I'll ping you on IRC @GWicke, we can chat more so this thread doesn't become impossible to follow.

@GWicke and I talked, and we're on the same page I think. We submitted a pull request which implements the pageviews module with the necessary tests. And we decided we'd leave the front-end configuration for a different pull request. For now, we commented on how we agreed to do this in the commit message:

https://github.com/wikimedia/restbase/pull/343

The problem with the rewrite you're suggesting is we have to parse the domain into the project parameter. In our case, that doesn't always make sense. And we'd have to maintain some manual code that does this, and that seems unnecessarily complicated to me. The less code I have to think about, the better.

The alternatives I see to not transforming the domain into a project name are:

  • Use the project name in routes, such as https://en.wikipedia.org/api/rest_v1/data/stats/views/enwiki/.... It makes little sense to have to specify the project name when the domain already sets that.
  • Have the pageviews API live only inside the global domain, so that we have URIs like wikimedia.org/api/rest_v1/data/stats/{project}/views/.... Here I dislike the duality of data fetching: all of the content can be fetched using the same prefix (https://{project-domain}/api/rest_v1/...) except for *pageviews*.
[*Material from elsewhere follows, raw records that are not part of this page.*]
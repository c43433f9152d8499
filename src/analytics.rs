//! Aggregates for the dashboard: campaign rates, monthly growth series and
//! the headline summary.

use serde::{Deserialize, Serialize};
use std::collections::{BTreeMap, HashMap};

use crate::models::{
    EmailCampaign, PlanType, Product, Purchase, PurchaseStatus, Subscription,
};
use crate::timestamp::month_label;

/// Round half-up to one decimal place.
///
/// The value is first snapped to six decimals so that binary noise such as
/// `55.04999999999999` still rounds as the `55.05` it stands for.
pub fn round_to_tenth(value: f64) -> f64 {
    if !value.is_finite() {
        return 0.0;
    }
    // The micro-unit snap overflows an i64 near 9.2e12; past 1e15 an f64
    // cannot hold tenths anyway.
    if value.abs() >= 1e15 {
        return value;
    }
    if value.abs() >= 1e12 {
        return (value * 10.0).round() / 10.0;
    }
    let micros = (value * 1_000_000.0).round() as i64;
    let tenths = if micros >= 0 {
        (micros + 50_000).div_euclid(100_000)
    } else {
        -((-micros + 50_000).div_euclid(100_000))
    };
    tenths as f64 / 10.0
}

#[derive(Serialize, Deserialize, Debug, Clone, Copy, Default, PartialEq)]
#[serde(rename_all = "camelCase")]
pub struct CampaignRates {
    pub open_rate: f64,
    pub click_rate: f64,
    pub unsubscribe_rate: f64,
}

/// Unweighted mean of each rate across campaigns, one decimal. Empty input
/// yields zeros.
pub fn average_rates(campaigns: &[EmailCampaign]) -> CampaignRates {
    if campaigns.is_empty() {
        return CampaignRates::default();
    }
    let n = campaigns.len() as f64;
    let mean = |rate: fn(&EmailCampaign) -> f64| {
        round_to_tenth(campaigns.iter().map(rate).sum::<f64>() / n)
    };
    CampaignRates {
        open_rate: mean(|c| c.metrics.open_rate),
        click_rate: mean(|c| c.metrics.click_rate),
        unsubscribe_rate: mean(|c| c.metrics.unsubscribe_rate),
    }
}

pub fn total_sent(campaigns: &[EmailCampaign]) -> u64 {
    campaigns.iter().map(|c| c.metrics.sent).sum()
}

#[derive(Serialize, Deserialize, Debug, Clone, Copy, Default, PartialEq)]
#[serde(rename_all = "camelCase")]
pub struct CampaignSummary {
    pub campaigns: usize,
    pub total_sent: u64,
    #[serde(flatten)]
    pub rates: CampaignRates,
}

pub fn campaign_summary(campaigns: &[EmailCampaign]) -> CampaignSummary {
    CampaignSummary {
        campaigns: campaigns.len(),
        total_sent: total_sent(campaigns),
        rates: average_rates(campaigns),
    }
}

#[derive(Serialize, Deserialize, Debug, Clone, PartialEq)]
pub struct RevenuePoint {
    pub date: String,
    pub revenue: f64,
}

/// Completed purchase revenue per `YYYY-MM` of the purchase date, ascending.
pub fn revenue_series(purchases: &[Purchase]) -> Vec<RevenuePoint> {
    let mut buckets: BTreeMap<String, f64> = BTreeMap::new();
    for purchase in purchases
        .iter()
        .filter(|p| p.status == PurchaseStatus::Completed)
    {
        *buckets.entry(month_label(&purchase.purchase_date)).or_default() += purchase.amount;
    }
    buckets
        .into_iter()
        .map(|(date, revenue)| RevenuePoint { date, revenue })
        .collect()
}

#[derive(Serialize, Deserialize, Debug, Clone, PartialEq, Eq)]
pub struct SubscriptionPoint {
    pub date: String,
    pub individual: u32,
    pub practice: u32,
}

/// Subscription counts per `YYYY-MM` of the renewal date, split by plan.
pub fn subscription_series(subscriptions: &[Subscription]) -> Vec<SubscriptionPoint> {
    let mut buckets: BTreeMap<String, (u32, u32)> = BTreeMap::new();
    for sub in subscriptions {
        let bucket = buckets.entry(month_label(&sub.renewal_date)).or_default();
        match sub.plan {
            PlanType::Individual => bucket.0 += 1,
            PlanType::Practice => bucket.1 += 1,
        }
    }
    buckets
        .into_iter()
        .map(|(date, (individual, practice))| SubscriptionPoint {
            date,
            individual,
            practice,
        })
        .collect()
}

#[derive(Serialize, Deserialize, Debug, Clone, PartialEq)]
pub struct ProductSales {
    pub product: Product,
    pub sales: usize,
    pub revenue: f64,
}

/// Completed sales per catalog product, best sellers first. Ties keep
/// catalog order.
pub fn product_sales<'a, I>(products: &[Product], purchases: I) -> Vec<ProductSales>
where
    I: IntoIterator<Item = &'a Purchase>,
{
    let mut tally: HashMap<&str, (usize, f64)> = HashMap::new();
    for purchase in purchases
        .into_iter()
        .filter(|p| p.status == PurchaseStatus::Completed)
    {
        let entry = tally.entry(purchase.product_id.as_str()).or_default();
        entry.0 += 1;
        entry.1 += purchase.amount;
    }
    let mut rows: Vec<ProductSales> = products
        .iter()
        .map(|product| {
            let (sales, revenue) = tally.get(product.id.as_str()).copied().unwrap_or_default();
            ProductSales {
                product: product.clone(),
                sales,
                revenue,
            }
        })
        .collect();
    rows.sort_by(|a, b| b.sales.cmp(&a.sales));
    rows
}

#[derive(Serialize, Deserialize, Debug, Clone, PartialEq)]
#[serde(rename_all = "camelCase")]
pub struct DashboardSummary {
    pub total_contacts: usize,
    pub active_subscriptions: usize,
    /// Revenue of the latest month with completed purchases.
    pub monthly_revenue: f64,
    pub email_open_rate: f64,
    pub recent_purchases: Vec<Purchase>,
    pub top_products: Vec<ProductSales>,
    pub subscription_growth: Vec<SubscriptionPoint>,
    pub revenue_growth: Vec<RevenuePoint>,
}

const RECENT_PURCHASES: usize = 5;
const TOP_PRODUCTS: usize = 3;

pub fn dashboard(
    contact_count: usize,
    subscriptions: &[Subscription],
    purchases: &[Purchase],
    products: &[Product],
    campaigns: &[EmailCampaign],
) -> DashboardSummary {
    let revenue_growth = revenue_series(purchases);
    let mut recent = purchases.to_vec();
    recent.sort_by(|a, b| b.purchase_date.cmp(&a.purchase_date));
    recent.truncate(RECENT_PURCHASES);
    let mut top_products = product_sales(products, purchases);
    top_products.truncate(TOP_PRODUCTS);

    DashboardSummary {
        total_contacts: contact_count,
        active_subscriptions: subscriptions.iter().filter(|s| s.is_active()).count(),
        monthly_revenue: revenue_growth.last().map_or(0.0, |p| p.revenue),
        email_open_rate: average_rates(campaigns).open_rate,
        recent_purchases: recent,
        top_products,
        subscription_growth: subscription_series(subscriptions),
        revenue_growth,
    }
}

#[cfg(test)]
mod tests {
    use super::*;
    use crate::fixtures;
    use crate::models::EmailMetrics;

    fn with_open_rate(rate: f64) -> EmailCampaign {
        let mut campaign = fixtures::campaigns().remove(0);
        campaign.metrics = EmailMetrics {
            open_rate: rate,
            ..EmailMetrics::default()
        };
        campaign
    }

    #[test]
    fn test_round_to_tenth_is_half_up() {
        assert_eq!(round_to_tenth(55.05), 55.1);
        assert_eq!(round_to_tenth((60.1 + 50.0) / 2.0), 55.1);
        assert_eq!(round_to_tenth(0.04), 0.0);
        assert_eq!(round_to_tenth(0.05), 0.1);
        assert_eq!(round_to_tenth(14.975), 15.0);
        assert_eq!(round_to_tenth(f64::NAN), 0.0);
        assert_eq!(round_to_tenth(2e12 + 0.5), 2e12 + 0.5);
        assert_eq!(round_to_tenth(-1e15), -1e15);
        assert_eq!(round_to_tenth(f64::MAX), f64::MAX);
    }

    #[test]
    fn test_average_open_rate_of_two_campaigns() {
        let rates = average_rates(&[with_open_rate(60.1), with_open_rate(50.0)]);
        assert_eq!(rates.open_rate, 55.1);
        assert_eq!(rates.click_rate, 0.0);
    }

    #[test]
    fn test_average_of_no_campaigns_is_zero() {
        let rates = average_rates(&[]);
        assert_eq!(rates, CampaignRates::default());
        assert!(!rates.open_rate.is_nan());
        assert_eq!(total_sent(&[]), 0);
    }

    #[test]
    fn test_campaign_summary_over_fixtures() {
        let summary = campaign_summary(&fixtures::campaigns());
        assert_eq!(summary.total_sent, 2650);
        assert_eq!(summary.rates.open_rate, 55.1);
        assert_eq!(summary.rates.click_rate, 20.4);
        assert_eq!(summary.rates.unsubscribe_rate, 0.8);
    }

    #[test]
    fn test_revenue_series_buckets_by_month() {
        let mut purchases = fixtures::purchases();
        let mut refunded = purchases[0].clone();
        refunded.id = "pur_3".into();
        refunded.status = PurchaseStatus::Refunded;
        purchases.push(refunded);
        let mut same_month = purchases[0].clone();
        same_month.id = "pur_4".into();
        same_month.amount = 1.0;
        purchases.push(same_month);

        let series = revenue_series(&purchases);
        assert_eq!(
            series,
            vec![
                RevenuePoint { date: "2024-03".into(), revenue: 899.0 },
                RevenuePoint { date: "2024-11".into(), revenue: 200.0 },
            ]
        );
    }

    #[test]
    fn test_subscription_series_splits_plans() {
        let series = subscription_series(&fixtures::subscriptions());
        assert_eq!(series.len(), 2);
        assert_eq!(series[0].date, "2025-01");
        assert_eq!((series[0].individual, series[0].practice), (1, 0));
        assert_eq!((series[1].individual, series[1].practice), (0, 1));
    }

    #[test]
    fn test_dashboard_summary() {
        let summary = dashboard(
            3,
            &fixtures::subscriptions(),
            &fixtures::purchases(),
            &fixtures::products(),
            &fixtures::campaigns(),
        );
        assert_eq!(summary.active_subscriptions, 2);
        assert_eq!(summary.monthly_revenue, 199.0);
        assert_eq!(summary.email_open_rate, 55.1);
        assert_eq!(summary.recent_purchases[0].id, "pur_1");
        assert_eq!(summary.top_products.len(), 3);
        assert_eq!(summary.top_products[2].sales, 0);
    }
}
As you can tell, I'm not happy with either solution. Here's an alternative. For cases where there is a 1:1 mapping between domains and projects (en.wp.org -> enwiki), the routes could live in that domain's public API (https://en.wikipedia.org/api/rest_v1/page/title/Foobar/stats/views/{access}/...). The mapping does not have to be maintained manually, as it can be retrieved from the sitematrix API. For other projects (which are, really, analytics-specific), such as top, all-wiktionary, en-all, etc., the routes could live in the global domain only, so that one would use a URI like https://wikimedia.org/api/rest_v1/data/stats/{project}/views/.... What do you guys think?

I have left some comments there, but I have a feeling that until we settle the above conversion, this PR will be controversial :)

I honestly have some difficulties to use those new endpoints from the math extension. (See https://gerrit.wikimedia.org/r/#/c/245478/)

There are some new project-global content entry points (picture / article of the day, trending articles, "in the news", T132340) that need a home. They don't seem to fit too well in the /page/ hierarchy, so it might make more sense to create a new top-level entry point. Lets discuss options here.

Some candidates:

  • /project/
  • /latest/
ggellerman removed a subscriber: Halfak.
ggellerman subscribed.

removing Research and Data backlog. @DarTar is still subscribed

The concrete issue discussed on this task has been resolved, so there is nothing actionable left. Lets close this task to reflect that, but reference it for future API layout considerations.